Complications in Laser Surgery
Complications, such as infection and hemorrhage, can occur with laser surgery, although less so than with conventional surgery. While the heat energy generated by lasers is sufficient to destroy microbes in the surgical field, the relative absence or paucity of fibroblastic repair due to sealing of vessels and lymphatics leaves a raw area that heals more slowly than a scalpel wound, making it vulnerable to contamination in the postsurgical period.
Thus, although there is no special postprocedure care in the nature of wound dressing, cleaning, or application of topical medication, vigilance is a must to watch out for bleeding, edema and airway problems for at least up to 6 hours. Moreover, maintenance of the patient’s medical and nutritional status is of the utmost importance.
Laser does not coagulate vessels of more than 5 mm in caliber, and it is advisable not to use laser for coagulation even for vessels as small as 1-2mm. For vessels of these calibers, conventional ligation is preferred. If these larger vessels are sealed with laser, the risk of postoperative bleeding remains high and can lead to serious problems.
Airway fire, if any has occurred, can have damaging effects on the larynx, trachea, and esophagus, can lead to fatal hemorrhage and pneumothorax on the table, and can cause soft tissue injury that results in neck space infections.

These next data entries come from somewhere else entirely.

//! Step sequence execution for one build run.

use std::collections::HashMap;
use std::path::Path;
use std::sync::Arc;

use chrono::Utc;
use tokio::sync::mpsc;
use tracing::{info, warn};

use buildfarm_config::{FarmConfig, SourceConfig};
use buildfarm_core::build::{BuildRun, BuildState};
use buildfarm_core::builder::BuilderDefinition;
use buildfarm_core::runner::{CommandRunner, CommandSpec};
use buildfarm_core::step::{CommandLine, RetryPolicy, Step, StepAction, StepStatus};
use buildfarm_core::{Error, Result};

use crate::artifact;
use crate::interp::RunContext;

/// Longest output tail kept on a step result.
const OUTPUT_TAIL: usize = 4096;

/// Run properties the artifact steps communicate through.
const PROP_ARTIFACT_PATH: &str = "artifact-path";
const PROP_ARTIFACT_NAME: &str = "artifact-name";

/// Executes builder step sequences against a command runner.
///
/// One instance per dispatched run; the dispatcher observes progress
/// through the snapshot channel and never blocks on the sequence.
pub struct SequenceRunner {
    runner: Arc<dyn CommandRunner>,
    config: Arc<FarmConfig>,
}

impl SequenceRunner {
    pub fn new(runner: Arc<dyn CommandRunner>, config: Arc<FarmConfig>) -> Self {
        Self { runner, config }
    }

    /// Run every step of `def` for `run`, sending a snapshot after
    /// each state transition. The final snapshot carries a terminal
    /// state.
    pub async fn execute(
        &self,
        mut run: BuildRun,
        def: Arc<BuilderDefinition>,
        updates: mpsc::Sender<BuildRun>,
    ) {
        let base = self.runner.base_dir(&run.worker).join(&def.build_dir);
        let mut ctx = RunContext {
            builder: run.builder.clone(),
            branch: run.branch.clone(),
            revision: run
                .change
                .as_ref()
                .map(|c| c.revision.clone())
                .unwrap_or_default(),
            properties: run.properties.clone(),
        };

        run.state = BuildState::Running;
        let _ = updates.send(run.clone()).await;

        let mut halted = false;
        for index in 0..def.steps.len() {
            let step = &def.steps[index];
            if halted {
                run.steps[index].status = StepStatus::Skipped;
                continue;
            }

            run.steps[index].status = StepStatus::Running;
            run.steps[index].started_at = Some(Utc::now());
            let _ = updates.send(run.clone()).await;

            let result = self.run_step(step, index, &base, &mut ctx, &mut run).await;
            run.properties = ctx.properties.clone();
            match result {
                Ok(()) => {
                    info!(builder = %run.builder, step = %step.name, "step succeeded");
                    run.steps[index].status = StepStatus::Success;
                }
                Err(error) => {
                    warn!(builder = %run.builder, step = %step.name, %error, "step failed");
                    run.steps[index].status = StepStatus::Failed {
                        message: error.to_string(),
                    };
                    if step.halt_on_failure {
                        run.state = BuildState::Failure {
                            step: step.name.clone(),
                        };
                        halted = true;
                    }
                }
            }
            run.steps[index].finished_at = Some(Utc::now());
            let _ = updates.send(run.clone()).await;
        }

        if !halted {
            run.state = BuildState::Success;
        }
        run.finished_at = Some(Utc::now());
        let _ = updates.send(run).await;
    }

    async fn run_step(
        &self,
        step: &Step,
        index: usize,
        base: &Path,
        ctx: &mut RunContext,
        run: &mut BuildRun,
    ) -> Result<()> {
        let workdir = base.join(&step.workdir);
        match &step.action {
            StepAction::Checkout { source, retry } => {
                let source = self
                    .config
                    .source(source)
                    .ok_or_else(|| {
                        Error::Internal(format!("source '{source}' vanished from configuration"))
                    })?
                    .clone();
                let worker = run.worker.clone();
                self.checkout(&worker, &source, *retry, &workdir, ctx).await
            }
            StepAction::Run { command, capture } => {
                let spec = command_spec(command, &workdir, &step.env, ctx);
                let outcome = self.runner.run(&run.worker, spec).await?;
                run.steps[index].output = Some(tail(&outcome.output));
                if !outcome.success() {
                    return Err(Error::StepFailed {
                        step: step.name.clone(),
                        exit_code: outcome.exit_code,
                    });
                }
                if let Some(capture) = capture {
                    ctx.properties.insert(
                        capture.property.clone(),
                        capture.extractor.apply(&outcome.output),
                    );
                }
                Ok(())
            }
            StepAction::LocateArtifact { pattern } => {
                let pattern = ctx.interpolate(pattern);
                let path = artifact::locate(&workdir, &pattern)?;
                let name = path
                    .file_name()
                    .map(|n| n.to_string_lossy().into_owned())
                    .unwrap_or_default();
                run.steps[index].output = Some(path.display().to_string());
                ctx.properties
                    .insert(PROP_ARTIFACT_PATH.to_string(), path.display().to_string());
                ctx.properties.insert(PROP_ARTIFACT_NAME.to_string(), name);
                Ok(())
            }
            StepAction::Publish { channel } => {
                let channel = ctx.interpolate(channel);
                let located = ctx.properties.get(PROP_ARTIFACT_PATH).ok_or_else(|| {
                    Error::Internal("publish step ran before locate-artifact".to_string())
                })?;
                let published = artifact::publish(
                    Path::new(located),
                    &self.config.upload_base,
                    &self.config.upload_url,
                    &channel,
                )
                .await?;
                run.steps[index].output = Some(published.url.clone());
                run.artifact = Some(published);
                Ok(())
            }
        }
    }

    /// Fetch source with the step's retry policy: transient failures
    /// get a fixed delay and another attempt, up to the bound.
    async fn checkout(
        &self,
        worker: &str,
        source: &SourceConfig,
        retry: RetryPolicy,
        workdir: &Path,
        ctx: &RunContext,
    ) -> Result<()> {
        let mut attempt = 0;
        loop {
            attempt += 1;
            match self.checkout_once(worker, source, workdir, ctx).await {
                Ok(()) => return Ok(()),
                Err(error) if attempt < retry.attempts => {
                    warn!(worker, attempt, %error, "checkout failed, retrying");
                    tokio::time::sleep(retry.delay).await;
                }
                Err(error) => return Err(error),
            }
        }
    }

    async fn checkout_once(
        &self,
        worker: &str,
        source: &SourceConfig,
        workdir: &Path,
        ctx: &RunContext,
    ) -> Result<()> {
        let branch = if ctx.branch.is_empty() {
            source.branch.as_str()
        } else {
            ctx.branch.as_str()
        };
        let target = if ctx.revision.is_empty() {
            "FETCH_HEAD"
        } else {
            ctx.revision.as_str()
        };
        let commands = [
            argv(&["git", "init", "--quiet", "."]),
            argv(&["git", "fetch", "--quiet", source.url.as_str(), branch]),
            argv(&["git", "checkout", "--force", "--quiet", target]),
        ];
        for command in commands {
            let spec = CommandSpec {
                argv: command,
                workdir: workdir.to_path_buf(),
                env: HashMap::new(),
                timeout: None,
            };
            let outcome = self.runner.run(worker, spec).await?;
            if !outcome.success() {
                return Err(Error::TransientFetch(tail(&outcome.output)));
            }
        }
        Ok(())
    }
}

fn command_spec(
    command: &CommandLine,
    workdir: &Path,
    env: &HashMap<String, String>,
    ctx: &RunContext,
) -> CommandSpec {
    let argv = match command {
        CommandLine::Argv(args) => ctx.interpolate_argv(args),
        CommandLine::Shell(script) => argv(&["/bin/sh", "-c", &ctx.interpolate(script)]),
    };
    CommandSpec {
        argv,
        workdir: workdir.to_path_buf(),
        env: ctx.interpolate_map(env),
        timeout: None,
    }
}

fn argv(parts: &[&str]) -> Vec<String> {
    parts.iter().map(|s| s.to_string()).collect()
}

fn tail(output: &str) -> String {
    if output.len() <= OUTPUT_TAIL {
        return output.to_string();
    }
    let mut start = output.len() - OUTPUT_TAIL;
    while !output.is_char_boundary(start) {
        start += 1;
    }
    output[start..].to_string()
}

Burns to the eyes and skin can range from the minor to the very serious, leading to blindness and scarring. The importance of protective measures to shield the patient and operating room personnel cannot be overemphasized.
Preoperative medication remains the same as for conventional surgery. Medication provided after laser surgery is minimal. Analgesics are usually required, albeit in smaller doses and for shorter duration. Prophylactic medication, such as antibiotics, may be prescribed, depending on the patient profile (eg, the possibility of nutritional neglect, the likelihood of poor follow-up, the chances of contamination). All other medication that the patient may be taking for any medical comorbidity, such as diabetes or hypertension, may be continued as usual.